Décision déférée à la cour : Jugement rendu le 11 Février 2023 par le pôle social tribunal judicaire VERSAILLES
N° RG : 19/01727
Copies exécutoires délivrées à :
Me Mylène BARRERE
Me Thomas HUMBERT
Copies certifiées conformes délivrées à :
CAISSE PRIMAIRE D'ASSURANCE MALADIE DU MAINE ET LOIRE, Prise en la personne de son représentant légal.
S.N.C. [5] prise en la personne de ses représentants légaux domiciliés en cette qualité audit siège.
le :
RÉPUBLIQUE FRANÇAISE
AU NOM DU PEUPLE FRANÇAIS
LE VINGT SEPT MARS DEUX MILLE VINGT CINQ,
La cour d'appel de Versailles, a rendu l'arrêt suivant dans l'affaire entre :
CAISSE PRIMAIRE D'ASSURANCE MALADIE DU MAINE ET LOIRE,
prise en la personne de son représentant légal
[Adresse 2]
[Localité 3]
représentée par Me Mylène BARRERE, avocate au barreau de PARIS, vestiaire : D2104
APPELANTE
****************
S.N.C. [5]
prise en la personne de son représentant légal,
[Adresse 4]
[Localité 1]
représentée par Me Thomas HUMBERT de la SELAS ærige, avocat au barreau de PARIS, vestiaire : L0305 - N° du dossier 120766 substitué par Me Matthieu SOISSON de la SELAS aerige, avocat au barreau de PARIS
INTIMEE
****************
Composition de la cour :
En application des dispositions de l'article 945-1 du code de procédure civile, l'affaire a été débattue le 30 janvier 2025, en audience publique, les parties ne s'y étant pas opposées, devant Madame Marie-Bénédicte JACQUET, conseillère faisant fonction de présidente chargée d'instruire l'affaire.

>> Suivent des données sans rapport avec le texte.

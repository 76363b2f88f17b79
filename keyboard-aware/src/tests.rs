use crate::*;

use alloc::sync::Arc;
use alloc::vec::Vec;
use core::sync::atomic::{AtomicUsize, Ordering};
use std::sync::Mutex;

#[derive(Clone, Copy, Debug)]
struct Lcg(u64);

impl Lcg {
    fn new(seed: u64) -> Self {
        Self(seed)
    }

    fn next_u64(&mut self) -> u64 {
        // Deterministic, dependency-free PRNG for tests.
        self.0 = self
            .0
            .wrapping_mul(6364136223846793005)
            .wrapping_add(1442695040888963407);
        self.0
    }

    fn gen_range_u32(&mut self, start: u32, end_exclusive: u32) -> u32 {
        debug_assert!(start < end_exclusive);
        let span = (end_exclusive - start) as u64;
        start + (self.next_u64() % span) as u32
    }

    fn gen_sample(&mut self) -> MeasurementSample {
        MeasurementSample::new(
            self.gen_range_u32(0, 2000),
            self.gen_range_u32(0, 3000),
            self.gen_range_u32(0, 2000),
            self.gen_range_u32(0, 3000),
        )
    }
}

fn detector() -> KeyboardVisibilityDetector {
    KeyboardVisibilityDetector::default()
}

#[test]
fn shrink_past_threshold_is_shown_with_reduced_height() {
    let sample = MeasurementSample::height_change(400, 1000, 700);
    assert_eq!(
        detector().evaluate(sample, 1000),
        Some(KeyboardTransition::Shown { height: 700 })
    );
}

#[test]
fn shrink_below_threshold_is_ignored() {
    let sample = MeasurementSample::height_change(400, 1000, 800);
    assert_eq!(detector().evaluate(sample, 1000), None);
}

#[test]
fn ratio_equal_to_threshold_is_ignored() {
    let sample = MeasurementSample::height_change(400, 1000, 750);
    assert_eq!(detector().evaluate(sample, 1000), None);

    let sample = MeasurementSample::height_change(400, 1000, 749);
    assert_eq!(
        detector().evaluate(sample, 1000),
        Some(KeyboardTransition::Shown { height: 749 })
    );
}

#[test]
fn growth_past_threshold_is_hidden() {
    let sample = MeasurementSample::height_change(400, 700, 1000);
    assert_eq!(
        detector().evaluate(sample, 700),
        Some(KeyboardTransition::Hidden)
    );
}

#[test]
fn zero_current_height_is_ignored() {
    let sample = MeasurementSample::height_change(400, 0, 1000);
    assert_eq!(detector().evaluate(sample, 1000), None);
    assert_eq!(KeyboardVisibilityDetector::height_ratio(sample), None);
}

#[test]
fn unchanged_height_is_ignored() {
    let sample = MeasurementSample::height_change(400, 1000, 1000);
    assert_eq!(detector().evaluate(sample, 1000), None);
}

#[test]
fn first_measurement_never_emits() {
    let d = detector();
    let mut rng = Lcg::new(0x5eed);
    for _ in 0..2000 {
        let sample = rng.gen_sample();
        assert_eq!(d.evaluate(sample, 0), None, "sample={sample:?}");
    }
}

#[test]
fn width_change_never_emits() {
    let d = detector();
    let mut rng = Lcg::new(42);
    for _ in 0..2000 {
        let mut sample = rng.gen_sample();
        if !sample.width_changed() {
            sample.proposed_width = sample.current_width.wrapping_add(1);
        }
        let previous = rng.gen_range_u32(1, 3000);
        assert_eq!(d.evaluate(sample, previous), None, "sample={sample:?}");
    }
}

#[test]
fn evaluate_is_a_pure_function() {
    let d = detector();
    let mut rng = Lcg::new(7);
    for _ in 0..2000 {
        let sample = rng.gen_sample();
        let previous = rng.gen_range_u32(0, 3000);
        assert_eq!(d.evaluate(sample, previous), d.evaluate(sample, previous));
    }
}

#[test]
fn shown_height_always_equals_proposed_height() {
    let d = detector();
    let mut rng = Lcg::new(99);
    for _ in 0..2000 {
        let sample = rng.gen_sample();
        let previous = rng.gen_range_u32(1, 3000);
        match d.evaluate(sample, previous) {
            Some(KeyboardTransition::Shown { height }) => {
                assert_eq!(height, sample.proposed_height);
                assert!(sample.proposed_height < sample.current_height);
            }
            Some(KeyboardTransition::Hidden) => {
                assert!(sample.proposed_height > sample.current_height);
            }
            None => {}
        }
    }
}

#[test]
fn custom_threshold_changes_sensitivity() {
    let sample = MeasurementSample::height_change(400, 1000, 800);
    let d = KeyboardVisibilityDetector::new(DetectorPolicy::new().with_threshold(0.15));
    assert_eq!(
        d.evaluate(sample, 1000),
        Some(KeyboardTransition::Shown { height: 800 })
    );

    let d = KeyboardVisibilityDetector::new(DetectorPolicy::new().with_threshold(0.5));
    let sample = MeasurementSample::height_change(400, 1000, 600);
    assert_eq!(d.evaluate(sample, 1000), None);
}

#[test]
fn invalid_threshold_is_rejected() {
    let mut policy = DetectorPolicy::new();
    assert!(!policy.set_threshold(f64::NAN));
    assert!(!policy.set_threshold(-0.1));
    assert!(!policy.set_threshold(f64::INFINITY));
    assert_eq!(policy.threshold, DEFAULT_THRESHOLD);
    assert!(policy.set_threshold(0.3));
    assert_eq!(policy.threshold, 0.3);
}

#[test]
fn nan_threshold_set_directly_suppresses() {
    let policy = DetectorPolicy {
        threshold: f64::NAN,
        ..DetectorPolicy::default()
    };
    let d = KeyboardVisibilityDetector::new(policy);
    let sample = MeasurementSample::height_change(400, 1000, 100);
    assert_eq!(d.evaluate(sample, 1000), None);
}

#[test]
fn suppression_flags_can_be_turned_off() {
    let policy = DetectorPolicy::new()
        .with_suppress_first_measurement(false)
        .with_suppress_on_width_change(false);
    let d = KeyboardVisibilityDetector::new(policy);

    let sample = MeasurementSample::height_change(400, 1000, 600);
    assert_eq!(
        d.evaluate(sample, 0),
        Some(KeyboardTransition::Shown { height: 600 })
    );

    let rotated = MeasurementSample::new(400, 1000, 1000, 400);
    assert_eq!(
        d.evaluate(rotated, 1000),
        Some(KeyboardTransition::Shown { height: 400 })
    );

    // The division guard stays in place regardless of policy.
    let empty = MeasurementSample::height_change(400, 0, 600);
    assert_eq!(d.evaluate(empty, 0), None);
}

#[test]
fn tracker_walks_the_state_machine() {
    let mut t = KeyboardTracker::new(11, TrackerOptions::new());
    assert_eq!(t.state(), KeyboardState::Unknown);

    assert_eq!(t.on_measure(MeasurementSample::new(0, 0, 400, 1000), 1), None);
    assert_eq!(t.state(), KeyboardState::KeyboardHidden);
    assert_eq!(t.previous_height(), 1000);

    // Small chrome change: self-loop.
    assert_eq!(t.on_measure(MeasurementSample::height_change(400, 1000, 950), 2), None);
    assert_eq!(t.state(), KeyboardState::KeyboardHidden);

    let shown = t
        .on_measure(MeasurementSample::height_change(400, 950, 600), 3)
        .unwrap();
    assert_eq!(shown.view_id, 11);
    assert_eq!(shown.timestamp_ms, 3);
    assert_eq!(shown.transition, KeyboardTransition::Shown { height: 600 });
    assert!(t.is_keyboard_visible());

    let hidden = t
        .on_measure(MeasurementSample::height_change(400, 600, 950), 4)
        .unwrap();
    assert_eq!(hidden.transition, KeyboardTransition::Hidden);
    assert_eq!(t.state(), KeyboardState::KeyboardHidden);
    assert_eq!(t.last_event(), Some(hidden));
}

#[test]
fn tracker_ignores_rotation() {
    let mut t = KeyboardTracker::new(1, TrackerOptions::new());
    t.on_measure(MeasurementSample::new(0, 0, 400, 1000), 0);
    assert_eq!(t.on_measure(MeasurementSample::new(400, 1000, 1000, 400), 1), None);
    assert_eq!(t.state(), KeyboardState::KeyboardHidden);
    assert_eq!(t.previous_height(), 400);
}

#[test]
fn disabled_tracker_records_heights_without_emitting() {
    let mut t = KeyboardTracker::new(1, TrackerOptions::new().with_enabled(false));
    t.on_measure(MeasurementSample::new(0, 0, 400, 1000), 0);
    assert_eq!(t.on_measure(MeasurementSample::height_change(400, 1000, 500), 1), None);
    assert_eq!(t.previous_height(), 500);

    t.set_enabled(true);
    assert_eq!(
        t.on_measure(MeasurementSample::height_change(400, 500, 1000), 2)
            .map(|e| e.transition),
        Some(KeyboardTransition::Hidden)
    );
}

#[test]
fn reset_suppresses_the_next_pass() {
    let mut t = KeyboardTracker::new(1, TrackerOptions::new());
    t.on_measure(MeasurementSample::new(0, 0, 400, 1000), 0);
    t.reset();
    assert_eq!(t.state(), KeyboardState::Unknown);
    assert_eq!(t.on_measure(MeasurementSample::height_change(400, 1000, 500), 1), None);
    assert_eq!(t.state(), KeyboardState::KeyboardHidden);
}

#[test]
fn on_transition_observes_every_event() {
    let seen = Arc::new(Mutex::new(Vec::new()));
    let calls = Arc::new(AtomicUsize::new(0));
    let seen_cb = Arc::clone(&seen);
    let calls_cb = Arc::clone(&calls);
    let opts = TrackerOptions::new().with_on_transition(Some(move |e: &KeyboardTransitionEvent| {
        calls_cb.fetch_add(1, Ordering::Relaxed);
        seen_cb.lock().unwrap().push(*e);
    }));

    let mut t = KeyboardTracker::new(5, opts);
    t.on_measure(MeasurementSample::new(0, 0, 400, 1000), 0);
    t.on_measure(MeasurementSample::height_change(400, 1000, 600), 10);
    t.on_measure(MeasurementSample::height_change(400, 600, 610), 20);
    t.on_measure(MeasurementSample::height_change(400, 610, 1000), 30);

    assert_eq!(calls.load(Ordering::Relaxed), 2);
    let seen = seen.lock().unwrap();
    assert_eq!(
        seen.iter().map(|e| e.transition).collect::<Vec<_>>(),
        [
            KeyboardTransition::Shown { height: 600 },
            KeyboardTransition::Hidden
        ]
    );
    assert_eq!(seen[1].timestamp_ms, 30);
}

#[test]
fn repeated_shown_is_forwarded() {
    let mut t = KeyboardTracker::new(1, TrackerOptions::new());
    t.on_measure(MeasurementSample::new(0, 0, 400, 2000), 0);
    t.on_measure(MeasurementSample::height_change(400, 2000, 1400), 1);
    let again = t.on_measure(MeasurementSample::height_change(400, 1400, 900), 2);
    assert_eq!(
        again.map(|e| e.transition),
        Some(KeyboardTransition::Shown { height: 900 })
    );
    assert!(t.is_keyboard_visible());
}

#[test]
fn set_policy_updates_the_detector() {
    let mut t = KeyboardTracker::new(1, TrackerOptions::new());
    t.set_policy(DetectorPolicy::new().with_threshold(0.1));
    assert_eq!(t.detector().policy().threshold, 0.1);
    t.on_measure(MeasurementSample::new(0, 0, 400, 1000), 0);
    assert!(t
        .on_measure(MeasurementSample::height_change(400, 1000, 850), 1)
        .is_some());
}

#[test]
fn set_enabled_keeps_policy_and_observer() {
    let calls = Arc::new(AtomicUsize::new(0));
    let calls_cb = Arc::clone(&calls);
    let opts = TrackerOptions::new()
        .with_threshold(0.1)
        .with_on_transition(Some(move |_: &KeyboardTransitionEvent| {
            calls_cb.fetch_add(1, Ordering::Relaxed);
        }));
    let mut t = KeyboardTracker::new(1, opts);

    t.set_enabled(false);
    assert!(!t.enabled());
    assert!(!t.options().enabled);
    t.set_enabled(false);
    t.set_enabled(true);
    assert!(t.options().enabled);
    assert_eq!(t.detector().policy().threshold, 0.1);

    t.on_measure(MeasurementSample::new(0, 0, 400, 1000), 0);
    assert!(t
        .on_measure(MeasurementSample::height_change(400, 1000, 850), 1)
        .is_some());
    assert_eq!(calls.load(Ordering::Relaxed), 1);
}
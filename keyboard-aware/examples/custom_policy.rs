// Example: tune the heuristic for a device class with a short screen.
use keyboard_aware::{DetectorPolicy, KeyboardVisibilityDetector, MeasurementSample};

fn main() {
    let default = KeyboardVisibilityDetector::default();
    let tuned = KeyboardVisibilityDetector::new(DetectorPolicy::new().with_threshold(0.15));

    let sample = MeasurementSample::height_change(720, 800, 640);
    println!(
        "ratio={:?}",
        KeyboardVisibilityDetector::height_ratio(sample)
    );
    println!("default={:?}", default.evaluate(sample, 800));
    println!("tuned={:?}", tuned.evaluate(sample, 800));
}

Cette magistrate a rendu compte des plaidoiries dans le délibéré de la cour, composée de :
Madame Marie-Bénédicte JACQUET, conseillère faisant fonction de présidente,
Madame Charlotte MASQUART, conseillère,
Madame Julie MOUTY-TARDIEU, conseillère,
Greffière, lors des débats : Madame Stéphanie HEMERY,
Greffière, lors du prononcé: Madame Juliette DUPONT,
EXPOSÉ DU LITIGE
Le 21 septembre 2016, M. [W] [O], exerçant en qualité de conducteur de machine - agent de fabrication produit béton au sein de la société [5] (la société), a déclaré à la caisse primaire d'assurance maladie du Maine-et-Loire (la caisse) une maladie professionnelle, sur la base d'un certificat médical initial établi le 26 août 2016, faisant état de 'épaule droite 57A-épaule gauche 57A- ci-joint CR IRM des 2 épaules', que la caisse a prise en charge au titre du tableau n° 57 des maladies professionnelles, rupture partielle ou transfixiante de la coiffe des rotateurs de l'épaule gauche objectivée par IRM.

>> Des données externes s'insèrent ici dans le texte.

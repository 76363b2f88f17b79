//! Headless keyboard visibility detection for scrollable containers.
//!
//! For bridge encoding and the keyboard-aware scroll controller, see the
//! `keyboard-aware-adapter` crate.
//!
//! Mobile toolkits rarely tell a scroll container that the on-screen keyboard appeared. What the
//! container does see is its own layout: when the window resizes for the keyboard, the next
//! measurement pass proposes a much smaller height at the same width. This crate turns that
//! signal into `Shown`/`Hidden` transitions.
//!
//! It is UI-agnostic. A toolkit layer is expected to provide, on every measurement pass:
//! - the container's current width/height
//! - the proposed width/height
//! - a monotonic timestamp in milliseconds
#![cfg_attr(not(feature = "std"), no_std)]
#![forbid(unsafe_code)]

extern crate alloc;

#[cfg(test)]
extern crate std;

#[macro_use]
mod macros;

mod detector;
mod options;
mod tracker;
mod types;

#[cfg(test)]
mod tests;

pub use detector::KeyboardVisibilityDetector;
pub use options::{DEFAULT_THRESHOLD, DetectorPolicy, OnTransitionCallback, TrackerOptions};
pub use tracker::KeyboardTracker;
pub use types::{
    KeyboardState, KeyboardTransition, KeyboardTransitionEvent, MeasurementSample, ViewId,
};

L'état de santé de la victime a été déclaré consolidé le 23 novembre 2018 et un taux d'incapacité permanente partielle de 14 % lui a été attribué.
Contestant le taux d'incapacité permanente partielle attribué, la société a saisi la commission médicale de recours amiable qui a ramené le taux d'incapacité à 10 %, dans sa séance du 23 juillet 2019.

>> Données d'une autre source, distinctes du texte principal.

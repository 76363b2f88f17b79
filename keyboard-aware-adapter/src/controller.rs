use keyboard_aware::{
    KeyboardTracker, KeyboardTransition, MeasurementSample, TrackerOptions, ViewId,
};

use crate::{
    BridgeEmitter, BridgeEvent, ContentOffset, ElementLayout, EventSink, KeyboardFrame,
    ScrollCommand, ScrollControllerOptions,
};

/// What a single measurement pass produced.
#[derive(Clone, Copy, Debug, Default, PartialEq, Eq)]
pub struct MeasureOutcome {
    /// The event dispatched to the sink, if a transition was detected.
    pub event: Option<BridgeEvent>,
    /// A scroll to apply right away (keyboard hide resets the scroll position).
    pub scroll: Option<ScrollCommand>,
}

#[derive(Clone, Copy, Debug, PartialEq, Eq)]
struct FocusedInputScroll {
    extra: u32,
    overlap: u32,
}

#[derive(Clone, Copy, Debug, PartialEq, Eq)]
struct PendingScroll {
    due_ms: u64,
    extra: u32,
}

/// A framework-neutral keyboard-aware scroll view.
///
/// Wraps a [`BridgeEmitter`] and keeps the state a scroll view needs to stay usable while the
/// keyboard is open: the bottom inset reserved for the keyboard, the last content offset, and the
/// position to restore when the keyboard hides.
///
/// This type does not hold any UI objects. Adapters drive it by calling:
/// - `on_measure` from the container's measure callback
/// - `on_scroll` when the scroll view reports a content offset
/// - `set_focused_input` when text focus moves
/// - `tick(now_ms)` each frame/timer tick (delayed scroll to the focused input)
///
/// and apply the returned [`ScrollCommand`]s and [`Self::bottom_inset`] to the real view.
#[derive(Clone, Debug)]
pub struct KeyboardAwareScrollController<S> {
    emitter: BridgeEmitter<S>,
    options: ScrollControllerOptions,
    keyboard_space: u32,
    position: ContentOffset,
    default_reset_coords: Option<ContentOffset>,
    keyboard_frame: Option<KeyboardFrame>,
    focused_input: Option<ElementLayout>,
    pending: Option<PendingScroll>,
}

impl<S: EventSink> KeyboardAwareScrollController<S> {
    pub fn new(
        view_id: ViewId,
        tracker_options: TrackerOptions,
        options: ScrollControllerOptions,
        sink: S,
    ) -> Self {
        Self::from_emitter(BridgeEmitter::new(view_id, tracker_options, sink), options)
    }

    pub fn from_emitter(emitter: BridgeEmitter<S>, options: ScrollControllerOptions) -> Self {
        Self {
            emitter,
            keyboard_space: initial_keyboard_space(&options),
            options,
            position: ContentOffset::ZERO,
            default_reset_coords: None,
            keyboard_frame: None,
            focused_input: None,
            pending: None,
        }
    }

    pub fn emitter(&self) -> &BridgeEmitter<S> {
        &self.emitter
    }

    pub fn emitter_mut(&mut self) -> &mut BridgeEmitter<S> {
        &mut self.emitter
    }

    pub fn into_emitter(self) -> BridgeEmitter<S> {
        self.emitter
    }

    pub fn tracker(&self) -> &KeyboardTracker {
        self.emitter.tracker()
    }

    pub fn sink(&self) -> &S {
        self.emitter.sink()
    }

    pub fn options(&self) -> &ScrollControllerOptions {
        &self.options
    }

    pub fn set_options(&mut self, options: ScrollControllerOptions) {
        let inside = options.view_is_inside_tab_bar;
        let was_inside = self.options.view_is_inside_tab_bar;
        self.options = options;
        if inside != was_inside {
            self.keyboard_space = initial_keyboard_space(&self.options);
        }
    }

    /// Bottom inset (content inset / padding) to reserve for the keyboard.
    pub fn bottom_inset(&self) -> u32 {
        self.keyboard_space
    }

    pub fn keyboard_frame(&self) -> Option<KeyboardFrame> {
        self.keyboard_frame
    }

    pub fn position(&self) -> ContentOffset {
        self.position
    }

    /// The offset captured when the keyboard last showed, restored when it hides.
    pub fn default_reset_coords(&self) -> Option<ContentOffset> {
        self.default_reset_coords
    }

    pub fn is_scroll_pending(&self) -> bool {
        self.pending.is_some()
    }

    pub fn cancel_pending_scroll(&mut self) {
        self.pending = None;
    }

    /// Call this when the scroll view reports a content offset change.
    pub fn on_scroll(&mut self, offset: ContentOffset) {
        self.position = offset;
    }

    pub fn set_focused_input(&mut self, input: Option<ElementLayout>) {
        self.focused_input = input;
    }

    pub fn set_view_is_inside_tab_bar(&mut self, inside: bool) {
        let next = self.options.with_view_is_inside_tab_bar(inside);
        self.set_options(next);
    }

    pub fn set_reset_scroll_to_coords(&mut self, coords: Option<ContentOffset>) {
        self.options.reset_scroll_to_coords = coords;
    }

    /// Feeds one measurement pass.
    ///
    /// Detected transitions are dispatched to the sink and update the keyboard space. A hide
    /// returns the scroll reset to apply.
    pub fn on_measure(&mut self, sample: MeasurementSample, now_ms: u64) -> MeasureOutcome {
        let Some(event) = self.emitter.on_measure(sample, now_ms) else {
            return MeasureOutcome::default();
        };

        let scroll = match event.transition() {
            Some(KeyboardTransition::Shown { height }) => {
                let frame = KeyboardFrame::from_heights(sample.current_height, height);
                self.keyboard_did_show(frame, now_ms);
                None
            }
            Some(KeyboardTransition::Hidden) => self.keyboard_did_hide(),
            None => None,
        };

        MeasureOutcome {
            event: Some(event),
            scroll,
        }
    }

    fn keyboard_did_show(&mut self, frame: KeyboardFrame, now_ms: u64) {
        self.keyboard_frame = Some(frame);

        if self.options.enable_automatic_scroll {
            let mut space = frame.height.saturating_add(self.options.extra_scroll_height);
            if self.options.view_is_inside_tab_bar {
                space = space.saturating_sub(self.options.tab_bar_height);
            }
            if let Some(FocusedInputScroll { extra, overlap }) = self.focused_input_scroll() {
                // The toolkit already scrolled the input above the keyboard; the overlap it
                // consumed comes off the keyboard space.
                space = space.saturating_sub(overlap);
                self.schedule_scroll(extra, now_ms);
            }
            self.keyboard_space = space;
        }

        if self.options.reset_scroll_to_coords.is_none() && self.default_reset_coords.is_none() {
            self.default_reset_coords = Some(self.position);
        }

        adebug!(
            keyboard_height = frame.height,
            keyboard_top = frame.screen_y,
            keyboard_space = self.keyboard_space,
            "KeyboardAwareScrollController: keyboard shown"
        );
    }

    fn keyboard_did_hide(&mut self) -> Option<ScrollCommand> {
        self.keyboard_frame = None;
        self.pending = None;
        self.keyboard_space = self.options.resting_keyboard_space();

        if !self.options.enable_reset_scroll_to_coords {
            self.default_reset_coords = None;
            return None;
        }

        let target = match self.options.reset_scroll_to_coords {
            Some(coords) => coords,
            None => self.default_reset_coords.take().unwrap_or(ContentOffset::ZERO),
        };
        adebug!(
            x = target.x,
            y = target.y,
            keyboard_space = self.keyboard_space,
            "KeyboardAwareScrollController: keyboard hidden"
        );
        Some(ScrollCommand::to_offset(target, true))
    }

    /// Schedules a scroll that keeps the focused input `extra_height + extra_scroll_height` above
    /// the keyboard. The scroll is returned by [`Self::tick`] once the keyboard opening time has
    /// elapsed. The keyboard space is left alone.
    ///
    /// Returns `false` when there is no keyboard, no focused input, or the input is already
    /// clear of the keyboard.
    pub fn scroll_to_focused_input(&mut self, now_ms: u64) -> bool {
        let Some(FocusedInputScroll { extra, .. }) = self.focused_input_scroll() else {
            return false;
        };
        self.schedule_scroll(extra, now_ms);
        true
    }

    fn focused_input_scroll(&self) -> Option<FocusedInputScroll> {
        let frame = self.keyboard_frame?;
        let input = self.focused_input?;

        let input_bottom = input.bottom();
        let keyboard_top = frame.screen_y as i64;
        let total_extra = self.options.total_extra_height() as i64;

        if input_bottom > keyboard_top {
            Some(FocusedInputScroll {
                extra: clamp_u32(total_extra),
                overlap: clamp_u32(input_bottom - keyboard_top),
            })
        } else if input_bottom > keyboard_top - total_extra {
            Some(FocusedInputScroll {
                extra: clamp_u32(total_extra - (keyboard_top - input_bottom)),
                overlap: 0,
            })
        } else {
            None
        }
    }

    fn schedule_scroll(&mut self, extra: u32, now_ms: u64) {
        let due_ms = now_ms.saturating_add(self.options.keyboard_opening_time_ms);
        atrace!(extra, due_ms, "KeyboardAwareScrollController: scroll to focused input");
        self.pending = Some(PendingScroll { due_ms, extra });
    }

    /// Scrolls down by `extra` from the current offset.
    pub fn scroll_for_extra_height(&self, extra: u32) -> ScrollCommand {
        ScrollCommand {
            x: 0,
            y: clamp_u32(self.position.y as i64 + extra as i64),
            animated: true,
        }
    }

    /// Scrolls so that `child` lines up with the top of `parent`.
    pub fn scroll_into_view(&self, parent: ElementLayout, child: ElementLayout) -> ScrollCommand {
        let y = child.y as i64 - parent.y as i64 + self.position.y as i64;
        ScrollCommand {
            x: 0,
            y: clamp_u32(y),
            animated: true,
        }
    }

    /// Advances the controller; returns a scheduled scroll once it is due.
    pub fn tick(&mut self, now_ms: u64) -> Option<ScrollCommand> {
        let pending = self.pending?;
        if now_ms < pending.due_ms {
            return None;
        }
        self.pending = None;
        Some(self.scroll_for_extra_height(pending.extra))
    }
}

fn initial_keyboard_space(options: &ScrollControllerOptions) -> u32 {
    if options.view_is_inside_tab_bar {
        options.tab_bar_height
    } else {
        0
    }
}

fn clamp_u32(v: i64) -> u32 {
    v.clamp(0, u32::MAX as i64) as u32
}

Contestant cette décision, la société a alors saisi le pôle social du tribunal de grande instance de Nanterre, devenu le tribunal judiciaire de Nanterre, qui, par ordonnance du 4 novembre 2020, a ordonné une expertise afin d'évaluer le taux d'incapacité permanente partielle.
Le docteur [C] a déposé son rapport le 20 décembre 2020, aux termes duquel il a évalué le taux d'incapacité permanente partielle de la victime à 10 %.
Par jugement du 17 février 2022, le tribunal judiciaire de Nanterre a ordonné une nouvelle expertise confiée au docteur [U], expertise qui n'a pas été réalisée pour une raison inconnue.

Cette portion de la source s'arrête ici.